To celebrate the Johnsons’ promised gift, many of their fraktur will be shown, with a variety of Pennsylvania German decorative arts, including painted furniture, redware pottery, and metalwork, in a major exhibition, Drawn with Spirit: Pennsylvania German Fraktur from the Joan and Victor Johnson Collection, at the Philadelphia Museum of Art from February 1 to April 26, 2015. Two additional, related exhibitions are also on view in the Delaware Valley: A Colorful Folk: Pennsylvania Germans & the Art of Everyday Life, at Winterthur Museum from March 1, 2015 to January 3, 2016; and Quill & Brush: Pennsylvania German Fraktur and Material Culture, at the Free Library of Philadelphia from March 2 to July 17, 2015.

A catalogue of the entire Johnson collection was recently published by the Philadelphia Museum of Art (Yale University Press, 2015). The most comprehensive study of fraktur since the 1961 publication of Donald A. Shelley’s The Fraktur-Writings or Illuminated Manuscripts of the Pennsylvania Germans, the catalogue includes an interview about the collection with Joan and Victor Johnson; an introductory essay that sets the collection in context and highlights major new discoveries; 242 large color plates; and a checklist with detailed catalogue entries and complete translations of each piece.

FRAKTUR

Fig. 6: Fraktur with bird motifs are grouped in the dining room above a painted chest made for Johan Griesmer of Berks County in 1797.

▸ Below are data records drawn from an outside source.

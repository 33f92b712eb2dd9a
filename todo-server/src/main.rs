//! Todo CRUD backend.
//!
//! # Environment Variables
//!
//! See [`todo_server::config`] for storage settings, plus:
//!
//! - `RUST_LOG`: log filter (default: `todo_server=debug,tower_http=debug`)

use anyhow::Context;
use tokio::net::TcpListener;
use tokio::signal;
use tracing_subscriber::{layer::SubscriberExt, util::SubscriberInitExt};

use todo_server::{AppState, ServerConfig, StorageFactory, create_router};

#[tokio::main]
async fn main() -> anyhow::Result<()> {
    dotenvy::dotenv().ok();

    tracing_subscriber::registry()
        .with(
            tracing_subscriber::EnvFilter::try_from_default_env()
                .unwrap_or_else(|_| "todo_server=debug,tower_http=debug".into()),
        )
        .with(tracing_subscriber::fmt::layer())
        .init();

    let config = ServerConfig::from_env().context("invalid configuration")?;
    tracing::info!(
        storage_mode = ?config.storage_mode,
        title_max_chars = config.title_max_chars,
        unique_titles = config.unique_titles,
        "Configuration loaded"
    );

    let address = config.address()?;
    let service = StorageFactory::new(config)
        .create()
        .await
        .context("failed to open storage")?;
    let application = create_router(AppState::new(service));

    let listener = TcpListener::bind(address)
        .await
        .with_context(|| format!("failed to bind to {address}"))?;
    match listener.local_addr() {
        Ok(address) => tracing::info!("Listening on {}", address),
        Err(error) => tracing::warn!(%error, "Could not determine local address"),
    }

    axum::serve(listener, application)
        .with_graceful_shutdown(shutdown_signal())
        .await
        .context("server error")?;

    tracing::info!("Server shutdown complete");
    Ok(())
}

/// Completes on Ctrl+C, or SIGTERM on Unix.
async fn shutdown_signal() {
    let ctrl_c = async {
        if let Err(error) = signal::ctrl_c().await {
            tracing::warn!(%error, "Failed to install Ctrl+C handler");
            std::future::pending::<()>().await;
        }
    };

    #[cfg(unix)]
    let terminate = async {
        match signal::unix::signal(signal::unix::SignalKind::terminate()) {
            Ok(mut signal) => {
                signal.recv().await;
            }
            Err(error) => {
                tracing::warn!(%error, "Failed to install SIGTERM handler");
                std::future::pending::<()>().await;
            }
        }
    };

    #[cfg(not(unix))]
    let terminate = std::future::pending::<()>();

    tokio::select! {
        () = ctrl_c => tracing::info!("Received Ctrl+C, initiating graceful shutdown"),
        () = terminate => tracing::info!("Received SIGTERM, initiating graceful shutdown"),
    }
}
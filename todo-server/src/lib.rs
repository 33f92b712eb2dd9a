//! Todo CRUD backend.
//!
//! Serves `/api/todos` over one of three backends chosen at startup
//! (see [`config`]). The router is exposed for embedding and tests.

pub mod api;
pub mod config;
pub mod storage;

pub use api::{AppState, create_router};
pub use config::{ConfigError, ServerConfig, StorageMode};
pub use storage::{SharedService, StorageError, StorageFactory};
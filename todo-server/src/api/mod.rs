//! HTTP surface: routes, handlers and error responses.

pub mod error;
pub mod handlers;
pub mod routes;

pub use error::{ApiError, ApiErrorResponse};
pub use handlers::{AppState, HealthResponse, MessageResponse};
pub use routes::create_router;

From the earliest known examples that were brought to Pennsylvania by German-speaking immigrants to its evolution over time into a popular icon of American folk art, fraktur has captivated hearts and minds for generations. Known in German as Fraktur, the word is derived from the Latin fractura (breaking), a reference to the broken or fractured style of lettering. The Anglicized term “fraktur” can, technically, refer to any document written or printed in Fraktur lettering, with or without decoration. It was produced in German-speaking areas of Europe from the beginning of the 1500s until the Second World War. The most common type of fraktur made by the Pennsylvania Germans was the Geburts-und-Taufschein, or birth and baptismal certificate. Whether handwritten or printed, these documents typically include extensive genealogical data (child’s name, parents’ names, location and date of birth and baptism, and godparents’ or baptismal sponsors’ names), in addition to decorative motifs such as hearts, flowers, angels, and birds. Their popularity reflects the importance of baptism within the Lutheran and Reformed Church, to which approximately 90 percent of Pennsylvania Germans belonged. Other common types of fraktur made by the Pennsylvania Germans include birth records (used by Anabaptist groups such as the Amish and Mennonites, who did not practice infant baptism), Vorschriften (writing samples), Haus Segen (house blessings), valentines or Liebesbriefe (love letters), New Year’s greetings, religious texts, family records, bookplates, and rewards of merit. Less common were marriage certificates and death memorials.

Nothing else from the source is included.